Office for Contemporary Art Norway

Stephen Shore, U.S. 97, South of Klamath Falls, Oregon, July 21, 1973, 2002. Courtesy of Stephen Shore and 303 Gallery, New York.
March 14, 2014

The Office for Contemporary Art Norway (OCA) announces the release of BIG SIGN–LITTLE BUILDING, a publication that reflects upon the expanded temporal and spatial field for cultural production as reflected in the practices of radical artists and architects who throughout the 1960s and into the 1970s challenged the traditional aesthetic experience of nature, proposing a new mode of perception through the expressiveness in things.

BIG SIGN–LITTLE BUILDING gathers research material included in the exhibition of the same title curated by Marta Kuzma at OCA. The publication departs from and extends beyond the seminal project developed by the architects Robert Venturi, Denise Scott Brown and Steven Izenour, who, in their book Learning from Las Vegas (1972), reflected upon the notion of landscape as a fluctuating phenomenon—as a shift from a dominance of signs in space at a pedestrian scale to the perspective of the horizon perceived while in motion. The exhibition and publication consider the steady encroachment of commercial vernacular that made itself ever present throughout the 1960s and arrived at a commercial persuasion of the roadside eclecticism, to provoke a revision in the notion of landscape as an expression of the artifactual. BIG SIGN–LITTLE BUILDING also addresses how artists such as Charlotte Posenenske, Ed Ruscha, Robert Smithson and Jeff Wall challenged traditional notions of space in order to explore new interpretations of landscape within the fields of aesthetics, art and architecture, without succumbing to any one category. Other artists, such as Claes Oldenburg and Allan D’Arcangelo, cited as inspiration by the three architects, contested the sign system altogether, in order to challenge capital’s increasing claim on nature, landscape and public space as commodities.

With an introductory essay by Marta Kuzma, the book includes historical writings and contributions by Robert Smithson, Venturi and Rauch Architects and Planners, Peter Eisenman and Steven Izenour. The book combines reproductions of the original glass lantern slides used by Steven Izenour for his academic lectures together with works by artists who transformed drafts, surveys, maps and manuals into cultural artifacts. Binding this together with archival materials and publications, the book reflects upon how artists and architects attempted to dislocate traditional interpretations of these concepts in an effort to generate a critical dialogue around the effects of standardisations and space-time relationships effected by corporate development, thus creating a new genre for cultural production.

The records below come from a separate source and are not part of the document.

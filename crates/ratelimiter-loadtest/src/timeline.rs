//! Per-second timeline
//!
//! Outcomes are bucketed by `timestamp_ms / 1000` and each bucket is
//! aggregated as if it covered exactly one second.

use std::collections::BTreeMap;

use serde::{Deserialize, Serialize};

use crate::outcome::RequestOutcome;
use crate::stats::aggregate;

/// Compact statistics for one second of traffic
#[derive(Debug, Clone, PartialEq, Serialize, Deserialize)]
pub struct TimelineBucket {
    pub requests: usize,
    pub rps: f64,
    pub allowed: usize,
    pub denied: usize,
    pub errors: usize,
    pub p50_ms: f64,
    pub p95_ms: f64,
    pub p99_ms: f64,
    pub avg_ms: f64,
}

/// Ordered mapping of Unix second to bucket statistics
#[derive(Debug, Clone, Default, PartialEq, Serialize, Deserialize)]
#[serde(transparent)]
pub struct Timeline {
    buckets: BTreeMap<i64, TimelineBucket>,
}

/// A bucket flagged as a latency spike
#[derive(Debug, Clone, PartialEq, Serialize, Deserialize)]
pub struct Spike {
    pub second: i64,
    pub p99_ms: f64,
    /// Mean bucket P99 the spike was compared against
    pub baseline_p99_ms: f64,
}

impl Timeline {
    /// Bucket `outcomes` into one-second windows
    pub fn build<'a, I>(outcomes: I) -> Self
    where
        I: IntoIterator<Item = &'a RequestOutcome>,
    {
        let mut grouped: BTreeMap<i64, Vec<&RequestOutcome>> = BTreeMap::new();
        for outcome in outcomes {
            grouped
                .entry(outcome.timestamp_ms.div_euclid(1000))
                .or_default()
                .push(outcome);
        }

        let buckets = grouped
            .into_iter()
            .map(|(second, bucket)| {
                let stats = aggregate(bucket, 1.0);
                (
                    second,
                    TimelineBucket {
                        requests: stats.total,
                        rps: stats.rps,
                        allowed: stats.allowed,
                        denied: stats.denied,
                        errors: stats.errors,
                        p50_ms: stats.p50_ms,
                        p95_ms: stats.p95_ms,
                        p99_ms: stats.p99_ms,
                        avg_ms: stats.avg_ms,
                    },
                )
            })
            .collect();

        Self { buckets }
    }

    pub fn len(&self) -> usize {
        self.buckets.len()
    }

    pub fn is_empty(&self) -> bool {
        self.buckets.is_empty()
    }

    pub fn iter(&self) -> impl Iterator<Item = (&i64, &TimelineBucket)> {
        self.buckets.iter()
    }

    pub fn get(&self, second: i64) -> Option<&TimelineBucket> {
        self.buckets.get(&second)
    }

    /// Total outcomes across all buckets
    pub fn total_requests(&self) -> usize {
        self.buckets.values().map(|b| b.requests).sum()
    }

    /// Mean of the bucket P99 values; 0 for an empty timeline
    pub fn mean_p99(&self) -> f64 {
        if self.buckets.is_empty() {
            return 0.0;
        }
        self.buckets.values().map(|b| b.p99_ms).sum::<f64>() / self.buckets.len() as f64
    }

    /// Buckets whose P99 exceeds twice the mean bucket P99
    pub fn spikes(&self) -> Vec<Spike> {
        let baseline = self.mean_p99();
        if baseline <= 0.0 {
            return Vec::new();
        }
        self.buckets
            .iter()
            .filter(|(_, b)| b.p99_ms > 2.0 * baseline)
            .map(|(&second, b)| Spike {
                second,
                p99_ms: b.p99_ms,
                baseline_p99_ms: baseline,
            })
            .collect()
    }
}
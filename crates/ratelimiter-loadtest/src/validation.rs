//! Post-test validation
//!
//! The error-rate and health checks always count. Latency checks only count
//! in strict mode; otherwise a breach is reported as a warning.

use serde::{Deserialize, Serialize};
use tracing::warn;

use crate::config::ValidationThresholds;
use crate::stats::AggregateStats;

/// Result of post-test validation
#[derive(Debug, Clone, Serialize, Deserialize)]
pub struct ValidationReport {
    pub passes: bool,
    pub checks: Vec<ValidationCheck>,
}

/// Individual validation check
#[derive(Debug, Clone, Serialize, Deserialize)]
pub struct ValidationCheck {
    pub name: String,
    pub passed: bool,
    /// Whether a failure of this check fails validation
    pub enforced: bool,
    pub actual: String,
    pub expected: String,
}

impl ValidationReport {
    fn push(&mut self, check: ValidationCheck) {
        if !check.passed {
            if check.enforced {
                self.passes = false;
            } else {
                warn!("{}: {} (threshold {})", check.name, check.actual, check.expected);
            }
        }
        self.checks.push(check);
    }

    /// Failed checks that count against the run
    pub fn failures(&self) -> impl Iterator<Item = &ValidationCheck> {
        self.checks.iter().filter(|c| c.enforced && !c.passed)
    }

    /// Record the post-test health re-check; `issue` is `None` when healthy
    pub fn add_health_check(&mut self, issue: Option<String>) {
        self.push(ValidationCheck {
            name: "System health UP after test".to_string(),
            passed: issue.is_none(),
            enforced: true,
            actual: issue.unwrap_or_else(|| "UP".to_string()),
            expected: "UP".to_string(),
        });
    }

    pub fn print_report(&self) {
        println!("\n═══════════════════════════════════════════════════════════════");
        println!("              POST-TEST VALIDATION");
        println!("═══════════════════════════════════════════════════════════════");

        for check in &self.checks {
            let status = match (check.passed, check.enforced) {
                (true, _) => "✅ PASS",
                (false, true) => "❌ FAIL",
                (false, false) => "⚠️  WARN",
            };
            println!("\n  {} - {}", check.name, status);
            println!("    Actual:   {}", check.actual);
            println!("    Expected: {}", check.expected);
        }

        println!("\n═══════════════════════════════════════════════════════════════");
        if self.passes {
            println!("  OVERALL: ✅ ALL VALIDATIONS PASS");
        } else {
            println!("  OVERALL: ❌ SOME VALIDATIONS FAILED");
        }
        println!("═══════════════════════════════════════════════════════════════\n");
    }
}

/// Judge main-phase statistics against the thresholds
pub fn evaluate(stats: &AggregateStats, thresholds: &ValidationThresholds, strict: bool) -> ValidationReport {
    let mut report = ValidationReport {
        passes: true,
        checks: Vec::new(),
    };

    report.push(ValidationCheck {
        name: format!("Error rate <= {}%", thresholds.max_error_rate_percent),
        passed: stats.error_rate <= thresholds.max_error_rate_percent,
        enforced: true,
        actual: format!("{:.2}%", stats.error_rate),
        expected: format!("<={}%", thresholds.max_error_rate_percent),
    });

    report.push(ValidationCheck {
        name: format!("P95 latency <= {}ms", thresholds.max_p95_ms),
        passed: stats.p95_ms <= thresholds.max_p95_ms,
        enforced: strict,
        actual: format!("{:.3}ms", stats.p95_ms),
        expected: format!("<={}ms", thresholds.max_p95_ms),
    });

    report.push(ValidationCheck {
        name: format!("P99 latency <= {}ms", thresholds.max_p99_ms),
        passed: stats.p99_ms <= thresholds.max_p99_ms,
        enforced: strict,
        actual: format!("{:.3}ms", stats.p99_ms),
        expected: format!("<={}ms", thresholds.max_p99_ms),
    });

    report
}

#[cfg(test)]
mod tests {
    use super::*;

    fn stats(error_rate: f64, p95_ms: f64, p99_ms: f64) -> AggregateStats {
        AggregateStats {
            total: 100,
            error_rate,
            p95_ms,
            p99_ms,
            ..Default::default()
        }
    }

    #[test]
    fn test_error_rate_threshold() {
        let thresholds = ValidationThresholds::default();
        assert!(!evaluate(&stats(6.0, 10.0, 20.0), &thresholds, false).passes);
        assert!(evaluate(&stats(3.0, 10.0, 20.0), &thresholds, false).passes);
        assert!(evaluate(&stats(5.0, 10.0, 20.0), &thresholds, true).passes);
    }

    #[test]
    fn test_latency_only_enforced_in_strict_mode() {
        let thresholds = ValidationThresholds::default();
        let slow = stats(0.0, 150.0, 400.0);

        let lenient = evaluate(&slow, &thresholds, false);
        assert!(lenient.passes);
        assert_eq!(lenient.failures().count(), 0);
        assert_eq!(lenient.checks.iter().filter(|c| !c.passed).count(), 2);

        let strict = evaluate(&slow, &thresholds, true);
        assert!(!strict.passes);
        assert_eq!(strict.failures().count(), 2);
    }

    #[test]
    fn test_unhealthy_service_fails_validation() {
        let mut report = evaluate(&stats(0.0, 1.0, 1.0), &ValidationThresholds::default(), false);
        report.add_health_check(Some("Service status is DOWN after test".into()));
        assert!(!report.passes);

        let mut healthy = evaluate(&stats(0.0, 1.0, 1.0), &ValidationThresholds::default(), false);
        healthy.add_health_check(None);
        assert!(healthy.passes);
        assert_eq!(healthy.checks.len(), 4);
    }
}
// ============================================================================
// SESSION
// ============================================================================

/// One scenario's connection and key
pub struct Session {
    client: ServiceClient,
    key: String,
    algorithm: AlgorithmConfig,
}

/// Result of one probe request
#[derive(Debug, Clone)]
pub enum Probe {
    Verdict { status: u16, verdict: CheckVerdict },
    Failed(String),
}

impl Probe {
    pub fn allowed(&self) -> Option<bool> {
        match self {
            Self::Verdict { verdict, .. } => Some(verdict.allowed),
            Self::Failed(_) => None,
        }
    }
}

impl Session {
    fn open(ctx: &ScenarioContext, slug: &str) -> Result<Self> {
        Ok(Self {
            client: ctx.client()?,
            key: format!("edgecase:{}:{}", slug, Uuid::new_v4().simple()),
            algorithm: ctx.algorithm.clone(),
        })
    }

    pub fn key(&self) -> &str {
        &self.key
    }

    /// Apply limits to this session's key. Rejections are logged and the
    /// scenario proceeds against whatever limits the service holds.
    pub async fn configure(&self, limits: &AlgorithmConfig) {
        if let Err(e) = configure_key(&self.client, &self.key, limits).await {
            warn!("Edge case key {} not configured: {}", self.key, e);
        }
    }

    /// Issue one single-token check
    pub async fn probe(&self) -> Probe {
        let request = RequestSpec::for_endpoint(
            EndpointKind::RateLimitCheck,
            &self.key,
            1,
            PROBE_CLIENT_IP,
            &self.algorithm.name,
            &self.algorithm,
        );
        match self.client.execute(&request).await {
            Ok(exchange) => match classify_check(&exchange) {
                Ok(verdict) => Probe::Verdict {
                    status: exchange.status,
                    verdict,
                },
                Err(e) => Probe::Failed(e.to_string()),
            },
            Err(e) => Probe::Failed(e.to_string()),
        }
    }

    /// Issue `count` back-to-back checks
    pub async fn probe_many(&self, count: u32) -> Vec<Probe> {
        let mut probes = Vec::with_capacity(count as usize);
        for _ in 0..count {
            probes.push(self.probe().await);
        }
        probes
    }
}

/// Allowed, denied and failed counts over a probe sequence
fn tally(probes: &[Probe]) -> (u32, u32, u32) {
    probes.iter().fold((0, 0, 0), |(a, d, e), p| match p.allowed() {
        Some(true) => (a + 1, d, e),
        Some(false) => (a, d + 1, e),
        None => (a, d, e + 1),
    })
}

fn failure_issues(probes: &[Probe]) -> Vec<String> {
    probes
        .iter()
        .enumerate()
        .filter_map(|(i, p)| match p {
            Probe::Failed(e) => Some(format!("Request {i} failed: {e}")),
            Probe::Verdict { .. } => None,
        })
        .collect()
}

fn probe_log(probes: &[Probe]) -> serde_json::Value {
    probes
        .iter()
        .enumerate()
        .map(|(i, p)| match p {
            Probe::Verdict { status, verdict } => json!({
                "req": i,
                "status": status,
                "allowed": verdict.allowed,
                "remaining": verdict.remaining_tokens,
            }),
            Probe::Failed(e) => json!({"req": i, "error": e}),
        })
        .collect()
}

// ============================================================================
// SCENARIOS
// ============================================================================

/// Capacity `C` with refill disabled; `C + 5` requests
pub struct ExhaustBucket;

#[async_trait]
impl EdgeCaseScenario for ExhaustBucket {
    fn name(&self) -> &'static str {
        "Exhaust Bucket Test"
    }

    fn slug(&self) -> &'static str {
        "exhaust"
    }

    async fn execute(&self, ctx: &ScenarioContext, session: &Session) -> ScenarioReport {
        let capacity = ctx.settings.exhaust_capacity;
        let sent = capacity.saturating_add(5);
        session.configure(&ctx.frozen_limits(capacity)).await;

        let probes = session.probe_many(sent).await;
        let (allowed, denied, errors) = tally(&probes);
        debug!("{} probes: {:?}", session.key(), probe_log(&probes));

        let expected_denied = sent - capacity;
        let allowed_margin = ctx.tolerances.exhaust_allowed_margin;
        let denied_floor = expected_denied.saturating_sub(ctx.tolerances.exhaust_denied_margin);

        let mut issues = Vec::new();
        if allowed + allowed_margin < capacity || allowed > capacity + allowed_margin {
            issues.push(format!("Expected ~{capacity} allowed, got {allowed}"));
        }
        if denied < denied_floor {
            issues.push(format!("Expected at least {denied_floor} denied, got {denied}"));
        }
        if errors > 0 {
            issues.push(format!("Got {errors} errors (HTTP failures)"));
            issues.extend(failure_issues(&probes));
        }

        ScenarioReport {
            expected_allowed: capacity,
            expected_denied,
            actual_allowed: allowed,
            actual_denied: denied,
            issues,
            details: json!({
                "capacity": capacity,
                "requests_sent": sent,
                "errors": errors,
                "responses": probe_log(&probes),
            }),
        }
    }
}

/// Capacity `C`; `2.5 × C` requests with no pacing
pub struct BurstBeyondCapacity;
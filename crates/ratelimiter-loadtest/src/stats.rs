//! Aggregate statistics over recorded outcomes
//!
//! Percentiles use nearest-rank selection on latencies sorted ascending:
//! `P(f)` is the value at zero-based index `floor((n - 1) * f)`. Only
//! outcomes without an error contribute latency samples.

use serde::{Deserialize, Serialize};

use crate::outcome::{RequestOutcome, Verdict};

/// Derived statistics for a set of outcomes
#[derive(Debug, Clone, Default, PartialEq, Serialize, Deserialize)]
pub struct AggregateStats {
    pub total: usize,
    pub allowed: usize,
    pub denied: usize,
    pub errors: usize,
    /// Requests per second over the supplied elapsed time
    pub rps: f64,
    pub min_ms: f64,
    pub max_ms: f64,
    pub avg_ms: f64,
    pub median_ms: f64,
    pub p50_ms: f64,
    pub p75_ms: f64,
    pub p90_ms: f64,
    pub p95_ms: f64,
    pub p99_ms: f64,
    pub p999_ms: f64,
    pub std_dev_ms: f64,
    /// Percentage of requests without an error
    pub success_rate: f64,
    /// Percentage of requests with an error
    pub error_rate: f64,
}

/// Nearest-rank percentile of an ascending slice; 0 for an empty slice
pub fn percentile(sorted: &[f64], fraction: f64) -> f64 {
    if sorted.is_empty() {
        return 0.0;
    }
    let index = ((sorted.len() - 1) as f64 * fraction).floor() as usize;
    sorted[index.min(sorted.len() - 1)]
}

/// Median of an ascending slice (mean of the middle pair for even lengths)
fn median(sorted: &[f64]) -> f64 {
    let n = sorted.len();
    match n {
        0 => 0.0,
        _ if n % 2 == 1 => sorted[n / 2],
        _ => (sorted[n / 2 - 1] + sorted[n / 2]) / 2.0,
    }
}

/// Sample standard deviation; 0 with fewer than two samples
fn std_dev(samples: &[f64], mean: f64) -> f64 {
    if samples.len() < 2 {
        return 0.0;
    }
    let variance = samples.iter().map(|v| (v - mean).powi(2)).sum::<f64>()
        / (samples.len() - 1) as f64;
    variance.sqrt()
}

/// Compute statistics over `outcomes`.
///
/// Pure: the input is only read. `rps` divides by `max(elapsed_secs, 1)`.
pub fn aggregate<'a, I>(outcomes: I, elapsed_secs: f64) -> AggregateStats
where
    I: IntoIterator<Item = &'a RequestOutcome>,
{
    let mut total = 0;
    let mut allowed = 0;
    let mut denied = 0;
    let mut errors = 0;
    let mut latencies = Vec::new();

    for outcome in outcomes {
        total += 1;
        match outcome.verdict {
            Verdict::Allowed => allowed += 1,
            Verdict::Denied => denied += 1,
            Verdict::Unknown => {}
        }
        if outcome.is_error() {
            errors += 1;
        } else {
            latencies.push(outcome.latency_ms);
        }
    }

    if total == 0 {
        return AggregateStats::default();
    }

    latencies.sort_by(|a, b| a.total_cmp(b));

    let (min_ms, max_ms, avg_ms) = match (latencies.first(), latencies.last()) {
        (Some(&min), Some(&max)) => (
            min,
            max,
            latencies.iter().sum::<f64>() / latencies.len() as f64,
        ),
        _ => (0.0, 0.0, 0.0),
    };

    AggregateStats {
        total,
        allowed,
        denied,
        errors,
        rps: total as f64 / elapsed_secs.max(1.0),
        min_ms,
        max_ms,
        avg_ms,
        median_ms: median(&latencies),
        p50_ms: percentile(&latencies, 0.50),
        p75_ms: percentile(&latencies, 0.75),
        p90_ms: percentile(&latencies, 0.90),
        p95_ms: percentile(&latencies, 0.95),
        p99_ms: percentile(&latencies, 0.99),
        p999_ms: percentile(&latencies, 0.999),
        std_dev_ms: std_dev(&latencies, avg_ms),
        success_rate: (total - errors) as f64 / total as f64 * 100.0,
        error_rate: errors as f64 / total as f64 * 100.0,
    }
}

/// Relative increase of `value` over `baseline` in percent; 0 for a zero baseline
pub fn percent_increase(value: f64, baseline: f64) -> f64 {
    if baseline > 0.0 {
        (value - baseline) / baseline * 100.0
    } else {
        0.0
    }
}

The publication was released on 24 February and is distributed internationally by Koenig Books, London. Individuals can purchase the publication directly from the OCA website.

For more information about this announcement, please contact [email protected].

National and international bookstores in Europe interested in copies of BIG SIGN–LITTLE BUILDING for retail can contact [email protected].

About the Office for Contemporary Art Norway (OCA)
OCA recently announced the appointment of Katya García-Antón as the new Director who will lead the institution for the next four years. OCA is a foundation created by The Norwegian Ministry of Culture and The Norwegian Ministry of Foreign Affairs in autumn 2001. The main aim of OCA is to develop collaborations in contemporary art between Norway and the international art scene. OCA aims to become a key contributor to the discourses of contemporary art.

About the OCA Semesterplan
This spring OCA presents Unwoven World: Beyond the Pliable Plane, an exhibition with works by Sidsel Paaske, Elisabeth Haarr and Brit Fuglevaag and the project Alexander Kluge. Raw Materials: Present Impressions, Past Wishes and Future Fulfillment, both opening on 9 April, at 7pm, followed by a concert organised in collaboration with Ultima. The projects—part of the OCA Semesterplan for spring 2014, and on view from 9 April to 22 June—aim at contextualising the economical shifts of the 1970s, which led to a reconsideration of the concept of the public and the domestic sphere, in years characterised by the insurgence of electronic media.